(Saved data entries)

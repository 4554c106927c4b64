#[cfg(test)]
pub mod tests {
    use std::collections::HashMap;
    use std::sync::Mutex;

    use async_trait::async_trait;
    use chrono::Utc;
    use uuid::Uuid;

    use crate::payment_client::{
        GatewayError, PaymentGateway, PaymentRecord, PaymentRequest, PaymentStatus,
    };
    use crate::routes::checkout::schemas::{Checkout, CheckoutPatch, CheckoutStatus, NewCheckout};
    use crate::routes::checkout::store::CheckoutStore;
    use crate::schemas::GenericResponse;
    use crate::sqs_client::{QueueMessage, QueueService};

    #[derive(Default)]
    pub struct MockPaymentGateway {
        pub create_response: Mutex<Option<PaymentRecord>>,
        pub lookup_records: Mutex<HashMap<String, PaymentRecord>>,
        pub fail_create: bool,
        pub created: Mutex<Vec<PaymentRequest>>,
        pub lookups: Mutex<Vec<String>>,
    }

    impl MockPaymentGateway {
        pub fn returning(record: PaymentRecord) -> Self {
            let gateway = Self::default();
            *gateway.create_response.lock().unwrap() = Some(record);
            gateway
        }

        pub fn with_payment(record: PaymentRecord) -> Self {
            let gateway = Self::default();
            gateway
                .lookup_records
                .lock()
                .unwrap()
                .insert(record.id.clone(), record);
            gateway
        }

        pub fn failing() -> Self {
            MockPaymentGateway {
                fail_create: true,
                ..Default::default()
            }
        }
    }

    #[async_trait]
    impl PaymentGateway for MockPaymentGateway {
        async fn create(&self, request: &PaymentRequest) -> Result<PaymentRecord, GatewayError> {
            self.created.lock().unwrap().push(request.clone());
            if self.fail_create {
                return Err(GatewayError::InvalidResponse(
                    "payment gateway is down".to_string(),
                ));
            }
            let record = self.create_response.lock().unwrap().clone();
            Ok(record.unwrap_or_else(|| PaymentRecord {
                id: format!("pay-{}", request.order_id),
                order_id: request.order_id.clone(),
                status: PaymentStatus::Pending,
                qr_code: Some(format!("qr-{}", request.order_id)),
            }))
        }

        async fn get_by_args(&self, payment_id: &str) -> Result<Option<PaymentRecord>, GatewayError> {
            self.lookups.lock().unwrap().push(payment_id.to_string());
            let record = self.lookup_records.lock().unwrap().get(payment_id).cloned();
            Ok(record.map(|record| PaymentRecord {
                qr_code: None,
                ..record
            }))
        }
    }

    #[derive(Default)]
    pub struct MemoryCheckoutStore {
        pub rows: Mutex<Vec<Checkout>>,
        pub fail_create: bool,
        pub fail_update_missing: bool,
        pub order_lookups: Mutex<Vec<String>>,
        pub updates: Mutex<Vec<Uuid>>,
    }

    impl MemoryCheckoutStore {
        pub fn with_rows(rows: Vec<Checkout>) -> Self {
            let store = Self::default();
            *store.rows.lock().unwrap() = rows;
            store
        }
    }

    #[async_trait]
    impl CheckoutStore for MemoryCheckoutStore {
        async fn get_all(&self) -> Result<Vec<Checkout>, anyhow::Error> {
            Ok(self.rows.lock().unwrap().clone())
        }

        async fn get_by_id(&self, id: Uuid) -> Result<Option<Checkout>, anyhow::Error> {
            let rows = self.rows.lock().unwrap();
            Ok(rows.iter().find(|row| row.id == id).cloned())
        }

        async fn get_by_order_id(&self, order_id: &str) -> Result<Option<Checkout>, anyhow::Error> {
            self.order_lookups.lock().unwrap().push(order_id.to_string());
            let rows = self.rows.lock().unwrap();
            Ok(rows.iter().find(|row| row.order_id == order_id).cloned())
        }

        async fn create(&self, checkout: &NewCheckout) -> Result<Checkout, anyhow::Error> {
            if self.fail_create {
                return Err(anyhow::anyhow!("database is unavailable"));
            }
            let mut rows = self.rows.lock().unwrap();
            if rows.iter().any(|row| row.order_id == checkout.order_id) {
                return Err(anyhow::anyhow!(
                    "duplicate key value violates unique constraint \"checkout_order_id_key\""
                ));
            }
            let now = Utc::now();
            let row = Checkout {
                id: Uuid::new_v4(),
                order_id: checkout.order_id.clone(),
                payment_id: checkout.payment_id.clone(),
                payment_code: checkout.payment_code.clone(),
                status: checkout.status,
                created_at: now,
                updated_at: now,
            };
            rows.push(row.clone());
            Ok(row)
        }

        async fn update(
            &self,
            id: Uuid,
            patch: &CheckoutPatch,
        ) -> Result<Option<Checkout>, anyhow::Error> {
            self.updates.lock().unwrap().push(id);
            if self.fail_update_missing {
                return Ok(None);
            }
            let mut rows = self.rows.lock().unwrap();
            match rows.iter_mut().find(|row| row.id == id) {
                Some(row) => {
                    if let Some(payment_id) = &patch.payment_id {
                        row.payment_id = payment_id.clone();
                    }
                    if let Some(payment_code) = &patch.payment_code {
                        row.payment_code = payment_code.clone();
                    }
                    if let Some(status) = patch.status {
                        row.status = status;
                    }
                    row.updated_at = Utc::now();
                    Ok(Some(row.clone()))
                }
                None => Ok(None),
            }
        }
    }

    #[derive(Default)]
    pub struct MockQueueService {
        pub incoming: Mutex<Vec<QueueMessage>>,
        pub deleted: Mutex<Vec<String>>,
        pub sent: Mutex<Vec<(String, String, String)>>,
        pub fail_receive: bool,
        pub fail_send: bool,
    }

    impl MockQueueService {
        pub fn with_messages(messages: Vec<QueueMessage>) -> Self {
            let queue = Self::default();
            *queue.incoming.lock().unwrap() = messages;
            queue
        }
    }

    #[async_trait]
    impl QueueService for MockQueueService {
        async fn receive_messages(
            &self,
            _queue_url: &str,
        ) -> Result<Vec<QueueMessage>, anyhow::Error> {
            if self.fail_receive {
                return Err(anyhow::anyhow!("connection refused"));
            }
            let mut incoming = self.incoming.lock().unwrap();
            Ok(incoming.drain(..).collect())
        }

        async fn delete_message(
            &self,
            _queue_url: &str,
            receipt_handle: &str,
        ) -> Result<(), anyhow::Error> {
            self.deleted.lock().unwrap().push(receipt_handle.to_string());
            Ok(())
        }

        async fn send_message(
            &self,
            queue_url: &str,
            group_id: &str,
            body: &str,
        ) -> Result<(), anyhow::Error> {
            if self.fail_send {
                return Err(anyhow::anyhow!("connection refused"));
            }
            self.sent.lock().unwrap().push((
                queue_url.to_string(),
                group_id.to_string(),
                body.to_string(),
            ));
            Ok(())
        }
    }

    pub fn get_dummy_queue_message(id: &str, body: &str) -> QueueMessage {
        QueueMessage {
            id: id.to_string(),
            receipt_handle: format!("receipt-{}", id),
            body: body.to_string(),
        }
    }

    pub fn get_dummy_payment_record(
        id: &str,
        order_id: &str,
        status: PaymentStatus,
    ) -> PaymentRecord {
        PaymentRecord {
            id: id.to_string(),
            order_id: order_id.to_string(),
            status,
            qr_code: Some("QRCODE123".to_string()),
        }
    }

    pub fn get_dummy_checkout(order_id: &str, payment_id: &str, status: CheckoutStatus) -> Checkout {
        let now = Utc::now();
        Checkout {
            id: Uuid::new_v4(),
            order_id: order_id.to_string(),
            payment_id: payment_id.to_string(),
            payment_code: "QRCODE123".to_string(),
            status,
            created_at: now,
            updated_at: now,
        }
    }

    #[test]
    fn test_generic_response_envelope() {
        let success: GenericResponse<()> = GenericResponse::success("All good", Some(()));
        let value = serde_json::to_value(&success).unwrap();
        assert_eq!(value["status"], serde_json::json!(true));
        assert_eq!(value["code"], serde_json::json!("200"));
        assert_eq!(value["customer_message"], serde_json::json!("All good"));

        let failure: GenericResponse<()> = GenericResponse::error("Bad request", "400", Some(()));
        let value = serde_json::to_value(&failure).unwrap();
        assert_eq!(value["status"], serde_json::json!(false));
        assert_eq!(value["code"], serde_json::json!("400"));
    }
}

Work required
Check each line of the data above for the string "Result", and copy the ones that have it.

Written response
        async fn create(&self, request: &PaymentRequest) -> Result<PaymentRecord, GatewayError> {
        async fn get_by_args(&self, payment_id: &str) -> Result<Option<PaymentRecord>, GatewayError> {
        async fn get_all(&self) -> Result<Vec<Checkout>, anyhow::Error> {
        async fn get_by_id(&self, id: Uuid) -> Result<Option<Checkout>, anyhow::Error> {
        async fn get_by_order_id(&self, order_id: &str) -> Result<Option<Checkout>, anyhow::Error> {
        async fn create(&self, checkout: &NewCheckout) -> Result<Checkout, anyhow::Error> {
        ) -> Result<Option<Checkout>, anyhow::Error> {
        ) -> Result<Vec<QueueMessage>, anyhow::Error> {
        ) -> Result<(), anyhow::Error> {
        ) -> Result<(), anyhow::Error> {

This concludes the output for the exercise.